Find a way to resolve this disconnect through ontological shift, use platform and/or Plexi cover, or make experience more immersive. Intentional or not, this work has Pop/Surrealist references. Consider a shift in scale.
The tactile relationship that the viewer has with the work is very important to me, which leads me to believe that limiting the work to a handheld scale should be my goal. These objects can then be displayed as collections on a shelf or in a vitrine.

Work on consolidating tone with other works
Certain motifs are more eloquent in the pictorial than in objects. In this work the motifs are too obscure, becoming illustrative of ideas rather than interactive.
How can I increase the complexity of this work? I believe the scale shift and clarifying my conceptual intentions will help answer these questions. This work displayed in context with the other work (quilts, images, audio, and reliefs, etc.) will also help build a narrative. The tone in this work should help lend meaning to the other objects rather than detract from it. I will also reintroduce papier-mache reliefs to my practice, but rather than depicting archetypes of land forms as they did before, they will map specific places and memories. This will help bridge the gap between object and pictorial.

Are these works necessary? I can't really determine this right now. I need to continue making them following the guidelines I set above and see where that takes me. Keep making and experimenting, maybe they will be absorbed into the other work. Maybe not.

If so, how can I improve their construction? Work on armatures, surface, and color.

Make sure that materiality and form connect. Why am I using paper to create this work? Is there a way to use paper in a more intentional way with this work? These questions need to be clarified for me personally and it the work itself.

Monday, September 5, 2016

Objects, Labor, & Identity: Mom









It's interesting to see how the narrative created by my mom's portraits overlap with grandma's, yet tell a completely different story.

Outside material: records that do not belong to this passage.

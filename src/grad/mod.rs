pub mod engine;
pub mod jacobian;
pub mod kind;

pub use engine::{output_error_gradient, NetworkGradient};
pub use jacobian::StaircaseJacobian;
pub use kind::ParameterKind;
use crate::error::{NetError, Result};
use crate::grad::engine::NetworkGradient;
use crate::network::network::Network;
use crate::optim::increment::ParameterIncrement;

/// Gradient descent with a fixed learning rate and momentum.
///
/// Every parameter moves by `-learning_rate * gradient + momentum * previous`,
/// where `previous` is the change the same parameter received on the last
/// update.
#[derive(Debug, Clone, Copy, PartialEq)]
pub struct Sgd {
    pub learning_rate: f64,
    pub momentum: f64,
}

impl Sgd {
    pub fn new(learning_rate: f64, momentum: f64) -> Sgd {
        Sgd { learning_rate, momentum }
    }

    /// Applies one update and returns the new network together with the
    /// increment it represents. `network` itself is not modified.
    pub fn step(
        &self,
        network: &Network,
        gradient: &NetworkGradient,
        previous: &ParameterIncrement,
    ) -> Result<(Network, ParameterIncrement)> {
        check_len(network.weight_count(), gradient.weights.len())?;
        check_len(network.bias_count(), gradient.biases.len())?;

        let mut updated = network.clone();
        let mut weight_index = 0;
        let mut bias_index = 0;

        for (i, layer) in updated.layers.iter_mut().enumerate() {
            let prev_w = &previous.weights[i];
            for (j, row) in layer.weights.data.iter_mut().enumerate() {
                for (k, w) in row.iter_mut().enumerate() {
                    *w = *w - self.learning_rate * gradient.weights[weight_index]
                        + self.momentum * prev_w.data[j][k];
                    weight_index += 1;
                }
            }

            let prev_b = &previous.biases[i];
            for (j, row) in layer.biases.data.iter_mut().enumerate() {
                row[0] = row[0] - self.learning_rate * gradient.biases[bias_index]
                    + self.momentum * prev_b.data[j][0];
                bias_index += 1;
            }
        }

        let increment = ParameterIncrement::between(network, &updated)?;
        Ok((updated, increment))
    }
}

fn check_len(expected: usize, actual: usize) -> Result<()> {
    if expected != actual {
        return Err(NetError::InvalidDataLength { expected, actual });
    }
    Ok(())
}
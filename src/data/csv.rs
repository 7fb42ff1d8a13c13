//! Loader for handwritten-digit datasets stored as plain CSV.
//!
//! Format:
//! - one example per line: `label,p1,p2,...,pk`
//! - `label` is a digit in `0..=9` and becomes a one-hot vector of width 10
//! - pixels are in `[0, 255]` and are rescaled to `[0, 1]`
//! - blank lines are ignored; a first line whose label cell is not a number
//!   is treated as a header

use crate::data::example::LabeledExample;
use crate::error::{NetError, Result};

pub const DIGIT_CLASSES: usize = 10;

/// Reads and parses a digit CSV file.
pub fn load_digits(path: &str) -> Result<Vec<LabeledExample>> {
    let text = std::fs::read_to_string(path)?;
    parse_digits(&text)
}

/// Parses digit CSV text. Every row must have the same number of pixels.
pub fn parse_digits(text: &str) -> Result<Vec<LabeledExample>> {
    let mut examples = Vec::new();
    let mut pixel_count: Option<usize> = None;

    for (idx, line) in text.lines().enumerate() {
        let line_no = idx + 1;
        let line = line.trim();
        if line.is_empty() {
            continue;
        }

        let mut cells = line.split(',').map(str::trim);
        let label_cell = cells.next().unwrap_or("");

        let label: usize = match label_cell.parse() {
            Ok(l) => l,
            Err(_) if idx == 0 => continue,
            Err(_) => {
                return Err(NetError::Dataset {
                    line: line_no,
                    message: format!("label '{}' is not a digit", label_cell),
                })
            }
        };
        if label >= DIGIT_CLASSES {
            return Err(NetError::Dataset {
                line: line_no,
                message: format!("label {} is outside 0..{}", label, DIGIT_CLASSES),
            });
        }

        let pixels = cells
            .map(|cell| {
                cell.parse::<f64>().map(|p| p / 255.0).map_err(|_| NetError::Dataset {
                    line: line_no,
                    message: format!("pixel '{}' is not a number", cell),
                })
            })
            .collect::<Result<Vec<f64>>>()?;

        if pixels.is_empty() {
            return Err(NetError::Dataset {
                line: line_no,
                message: "row has no pixel values".to_string(),
            });
        }
        match pixel_count {
            Some(n) if n != pixels.len() => {
                return Err(NetError::Dataset {
                    line: line_no,
                    message: format!("expected {} pixels, found {}", n, pixels.len()),
                })
            }
            _ => pixel_count = Some(pixels.len()),
        }

        let mut one_hot = vec![0.0; DIGIT_CLASSES];
        one_hot[label] = 1.0;
        examples.push(LabeledExample::new(pixels, one_hot));
    }

    Ok(examples)
}
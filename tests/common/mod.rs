#![allow(dead_code)]

use jacobian_nn::{LabeledExample, Matrix, Network};

/// 3 → [2, 4] → 2 network with hand-picked parameters.
pub fn fixture_network() -> Network {
    let weights = vec![
        Matrix::new(2, 3, &[-1.0, 0.0, 1.0, -2.0, 0.0, 2.0]).unwrap(),
        Matrix::new(4, 2, &[0.0, 1.0, 1.0, 0.0, 1.0, 1.0, 0.0, 0.0]).unwrap(),
        Matrix::new(2, 4, &[-2.0, -1.0, 1.0, 2.0, -4.0, -3.0, 3.0, 4.0]).unwrap(),
    ];
    let biases = vec![
        Matrix::column(&[1.0, -1.0]),
        Matrix::column(&[-1.0, 0.0, 0.0, 1.0]),
        Matrix::column(&[1.0, -1.0]),
    ];
    Network::from_parameters(3, 2, &[2, 4], weights, biases).unwrap()
}

/// The fixture network outputs almost exactly this target for this input.
pub fn fixture_example() -> LabeledExample {
    LabeledExample::new(vec![1.0, 0.0, 1.0], vec![0.866, 0.688])
}

pub fn squared_distance(a: &[f64], b: &[f64]) -> f64 {
    a.iter().zip(b).map(|(x, y)| (x - y).powi(2)).sum()
}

Objects, Labor, & Identity: Grandma












Although this photo series differs a bit from work that I have made in the past there is one theme that is ever-present, references to the sense of touch. Working loosely with narrative, I tried to capture candid (with one exception) images that tell a biography of sorts. I also draw connections with line metaphor I've been working with and the visual theme of capturing and archiving gestures. I've chosen to desaturate the colors to unify the images and reference a not so distant past. This is a work in progress. I plan to incorporate sound and objects to expand the narrative.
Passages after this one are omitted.